The first ground raised by the appellant is that this sentence was harsh and excessive. However, the accepted tariff for aggravated robbery is 10 – 16 years.
[26] In Samuel Donald Singh v State Crim. AAU15 and 16 of 2011 Calanchini P in the Court of Appeal said:
"....there is ample authority in this Jurisdiction for concluding that the appropriate tariff for robbery with violence is now 10 to 16 years imprisonment. In selecting 10 years as a starting point the learned trial Judge has started at the lower end of the range".
[27] In this case the sentences that were imposed on the first appellant is 11 years and 9 months and the second appellant is 10 years and 8 months. These sentences can be considered as at the lower end of the tariff for aggravated robbery. Therefore I hold that the sentences imposed by the trial Judge was neither harsh nor excessive.
[28] The second ground of appeal on sentence deals with the non parole period being too close to the head sentence and thereby conflicts with the provision of Section 27 of the Prisons and Corrections Services Act 2006. In the case of Paula Tora v The State, CAV 11.2015 (22/10/2015), the Supreme Court stated:
"...In fixing a non parole period, the sentencing court must be mindful of the provisions of Section 27 of the Corrections Service Act so as to avoid any conflict."
[29] In the same judgment, the Supreme Court considered its judgment in Maturino Raogo v State; Criminal Appeal CAV 003 of 2010 (19th August 2010) in which this Court had the opportunity of considering a possible conflict between Section 33 of the Penal Code, Cap 17, as amended in 2004 and Section 63(1) of the Penal Code, Cap.86, which were applicable in that case, and observed at paragraph 24 as follows:-
"[24] It follows that the sentencing Court can only fix a minimum term of imprisonment equal to or less than the primary sentence of the court based on the considerations stated in the last paragraph. It also follows that the sentencing Court minded to fix a minimum term of imprisonment should not fix it at or less than the two thirds of the primary sentence of the Court. It will be wholly ineffective if a minimum sentence finishes prior to the earliest release date if full remission of one third is earned.
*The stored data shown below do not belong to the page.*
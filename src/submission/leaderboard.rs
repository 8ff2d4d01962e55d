//! Aggregates every submission into `docs/leaderboard.json`.

use std::collections::HashMap;
use std::path::Path;
use std::sync::Arc;

use futures::stream::{self, StreamExt};
use log::{info, warn};
use serde::{Deserialize, Serialize};
use serde_json::Value;

use crate::submission::hardware::as_count;
use crate::submission::source::{LeaderboardError, ListingEntry, SubmissionSource};
use crate::submission::validator::{is_valid_run_id, is_valid_username};
use crate::submission::{ENERGY_DIR, MANIFEST_FILE, PLOT_FILES};

/// Repository directory holding `<user>/<run>/`
pub const SUBMISSION_ROOT: &str = "submission";

/// A run directory found in the listing
#[derive(Debug, Clone, PartialEq, Eq)]
pub struct RunRef {
    /// Parent directory name
    pub user: String,
    /// `submission/<user>/<run>`
    pub path: String,
}

impl RunRef {
    pub fn run_name(&self) -> &str {
        self.path.rsplit('/').next().unwrap_or_default()
    }
}

/// Summary row of one submission
#[derive(Debug, Clone, PartialEq, Serialize, Deserialize)]
pub struct LeaderboardEntry {
    pub id: String,
    pub user: String,
    pub user_display: String,
    pub affiliation_name: String,
    pub affiliation_ror: String,
    pub cpu_label: String,
    pub cores: u32,
    pub threads: u32,
    pub ht_badge: String,
    pub avg_power_w: Option<f64>,
    pub peak_power_w: Option<f64>,
    pub energy_wh: Option<f64>,
    pub created: String,
    pub zenodo: String,
    /// Download URLs of the four plots, `""` where missing
    pub images: Vec<String>,
    pub node: String,
}

#[derive(Debug, Clone, Default, PartialEq, Serialize, Deserialize)]
pub struct Leaderboard {
    pub runs: Vec<LeaderboardEntry>,
}

impl Leaderboard {
    pub fn write(&self, path: &Path) -> Result<(), LeaderboardError> {
        if let Some(parent) = path.parent().filter(|p| !p.as_os_str().is_empty()) {
            std::fs::create_dir_all(parent).map_err(|source| LeaderboardError::Io {
                path: parent.to_path_buf(),
                source,
            })?;
        }
        let mut text = serde_json::to_string_pretty(self)?;
        text.push('\n');
        std::fs::write(path, text).map_err(|source| LeaderboardError::Io {
            path: path.to_path_buf(),
            source,
        })
    }
}

fn first_text<'a>(object: Option<&'a Value>, keys: &[&str]) -> Option<&'a str> {
    let object = object?;
    keys.iter()
        .filter_map(|k| object.get(*k).and_then(Value::as_str))
        .find(|s| !s.is_empty())
}

fn text_or_empty(object: Option<&Value>, key: &str) -> String {
    first_text(object, &[key]).unwrap_or_default().to_string()
}

/// A listing name usable as one path segment
fn is_plain_segment(name: &str, well_formed: fn(&str) -> bool) -> bool {
    name != "." && name != ".." && well_formed(name)
}

/// Summarize one manifest and its `energy/` listing
pub fn summarize(manifest: &Value, run: &RunRef, energy_listing: &[ListingEntry]) -> LeaderboardEntry {
    let author = manifest.get("author").filter(|a| a.is_object());
    let user = first_text(Some(manifest), &["username"]).unwrap_or(&run.user);
    let user_display = first_text(author, &["display_name", "name", "alternateName"]).unwrap_or(user);
    let handle = first_text(author, &["handle", "alternateName"]).unwrap_or(user);

    let processors: &[Value] = manifest
        .get("processor")
        .and_then(Value::as_array)
        .map(Vec::as_slice)
        .unwrap_or_default();
    let cpu_label = processors
        .first()
        .map(|first| {
            let vendor = first.get("vendor").and_then(Value::as_str).unwrap_or_default();
            let model = first.get("model").and_then(Value::as_str).unwrap_or_default();
            format!("{} {}", vendor, model).trim().to_string()
        })
        .filter(|label| !label.is_empty())
        .unwrap_or_else(|| "unknown".to_string());
    let total = |key: &str| {
        processors
            .iter()
            .filter_map(|p| as_count(p.get(key)))
            .fold(0u32, u32::saturating_add)
    };
    let cores = total("cores");
    let threads = total("threads");

    let ht_badge = match manifest.get("threading_enabled") {
        Some(Value::Bool(false)) => " (HT off)",
        _ => "",
    };

    let metrics = manifest.get("metrics");
    let metric = |key: &str| metrics.and_then(|m| m.get(key)).and_then(Value::as_f64);

    let by_lower: HashMap<String, &str> = energy_listing
        .iter()
        .filter(|e| e.is_file() && e.name.to_lowercase().ends_with(".png"))
        .map(|e| (e.name.to_lowercase(), e.download_url.as_deref().unwrap_or_default()))
        .collect();
    let images = PLOT_FILES
        .iter()
        .map(|name| by_lower.get(*name).copied().unwrap_or_default().to_string())
        .collect();

    LeaderboardEntry {
        id: first_text(Some(manifest), &["run_id"])
            .unwrap_or(run.run_name())
            .to_string(),
        user: handle.to_string(),
        user_display: user_display.to_string(),
        affiliation_name: text_or_empty(author, "affiliation_name"),
        affiliation_ror: text_or_empty(author, "affiliation_ror"),
        cpu_label,
        cores,
        threads,
        ht_badge: ht_badge.to_string(),
        avg_power_w: metric("avg_power_w"),
        peak_power_w: metric("peak_power_w"),
        energy_wh: metric("energy_wh"),
        created: text_or_empty(Some(manifest), "created"),
        zenodo: text_or_empty(Some(manifest), "zenodo_html"),
        images,
        node: text_or_empty(Some(manifest), "node"),
    }
}

/// Builds the leaderboard from a submission source
pub struct LeaderboardAggregator {
    source: Arc<dyn SubmissionSource>,
    concurrency: usize,
}

impl LeaderboardAggregator {
    pub fn new(source: Arc<dyn SubmissionSource>, concurrency: usize) -> Self {
        Self {
            source,
            concurrency: concurrency.max(1),
        }
    }

    /// Every `user/run` directory pair with well-formed names.
    ///
    /// Only the root listing is fatal; a user directory that cannot be
    /// listed is skipped.
    pub async fn list_runs(&self) -> Result<Vec<RunRef>, LeaderboardError> {
        let mut runs = Vec::new();
        for user in self.source.list(SUBMISSION_ROOT).await? {
            if !user.is_dir() {
                continue;
            }
            if !is_plain_segment(&user.name, is_valid_username) {
                warn!("Skipping user directory {:?}: invalid name", user.name);
                continue;
            }
            let user_path = format!("{}/{}", SUBMISSION_ROOT, user.name);
            let listing = match self.source.list(&user_path).await {
                Ok(listing) => listing,
                Err(e) => {
                    warn!("Skipping {}: {}", user_path, e);
                    continue;
                }
            };
            for run in listing.into_iter().filter(ListingEntry::is_dir) {
                if !is_plain_segment(&run.name, is_valid_run_id) {
                    warn!("Skipping run directory {}/{:?}: invalid name", user_path, run.name);
                    continue;
                }
                runs.push(RunRef {
                    user: user.name.clone(),
                    path: format!("{}/{}", user_path, run.name),
                });
            }
        }
        Ok(runs)
    }

    async fn summarize_run(&self, run: &RunRef) -> Result<Option<LeaderboardEntry>, LeaderboardError> {
        let manifest = match self
            .source
            .read_json(&format!("{}/{}", run.path, MANIFEST_FILE))
            .await?
        {
            Some(manifest) if manifest.as_object().is_some_and(|m| !m.is_empty()) => manifest,
            _ => return Ok(None),
        };
        let energy = self.source.list(&format!("{}/{}", run.path, ENERGY_DIR)).await?;
        Ok(Some(summarize(&manifest, run, &energy)))
    }

    /// Fetch and summarize every run; failing runs are skipped
    pub async fn build(&self) -> Result<Leaderboard, LeaderboardError> {
        let runs = self.list_runs().await?;
        info!("Found {} run(s)", runs.len());

        let results: Vec<(RunRef, Result<Option<LeaderboardEntry>, LeaderboardError>)> = stream::iter(runs)
            .map(|run| async move {
                let result = self.summarize_run(&run).await;
                (run, result)
            })
            .buffer_unordered(self.concurrency)
            .collect()
            .await;

        let mut summarized: Vec<(RunRef, LeaderboardEntry)> = Vec::new();
        for (run, result) in results {
            match result {
                Ok(Some(entry)) => summarized.push((run, entry)),
                Ok(None) => warn!("Skipping {}: manifest missing or empty", run.path),
                Err(e) => warn!("Skipping {}: {}", run.path, e),
            }
        }

        // Completion order is arbitrary; the run path breaks (user, id) ties
        summarized.sort_by(|(run_a, a), (run_b, b)| {
            a.user
                .cmp(&b.user)
                .then_with(|| a.id.cmp(&b.id))
                .then_with(|| run_a.path.cmp(&run_b.path))
        });
        Ok(Leaderboard {
            runs: summarized.into_iter().map(|(_, entry)| entry).collect(),
        })
    }

    /// Build and write to `out`, returning the number of runs
    pub async fn write_leaderboard(&self, out: &Path) -> Result<usize, LeaderboardError> {
        let leaderboard = self.build().await?;
        leaderboard.write(out)?;
        info!("Wrote {} with {} runs.", out.display(), leaderboard.runs.len());
        Ok(leaderboard.runs.len())
    }
}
Experience shows that one third remission is earned in most cases of those sentenced to imprisonment."(emphasis added).
[30] Having considered the above judgment, the Supreme Court refused to grant special leave to appeal in the case.
[31] Having considered the observations of the Supreme Court in the above case and the provision of Section 18(4) of the Sentencing and Penalties Decree 2009 which stipulates that any non-parole period fixed must be at least 6 months less than the sentence. I am of the view that there is no reason to disturb the non parole period fixed by the trial Judge.
[32] The convictions and sentences against the appellants are upheld and the appeal dismissed.
S. Fernando JA
[33] I agree with the reasoning and conclusion of Lecamwasam JA.
P. Fernando JA
[34] I agree with the decision of Lecamwasam JA.
The Orders of the Court are:
Hon. Mr. Justice S. Lecamwasam
JUSTICE OF APPEAL
Hon. Mr. Justice S. Fernando
JUSTICE OF APPEAL
Hon. Mr. Justice P. Fernando
JUSTICE OF APPEAL
Solicitors:
1st Appellant in Person
Office of the Legal Aid Commission for the 2nd Appellant
Office of the Director of Public Prosecutions for the Respondent.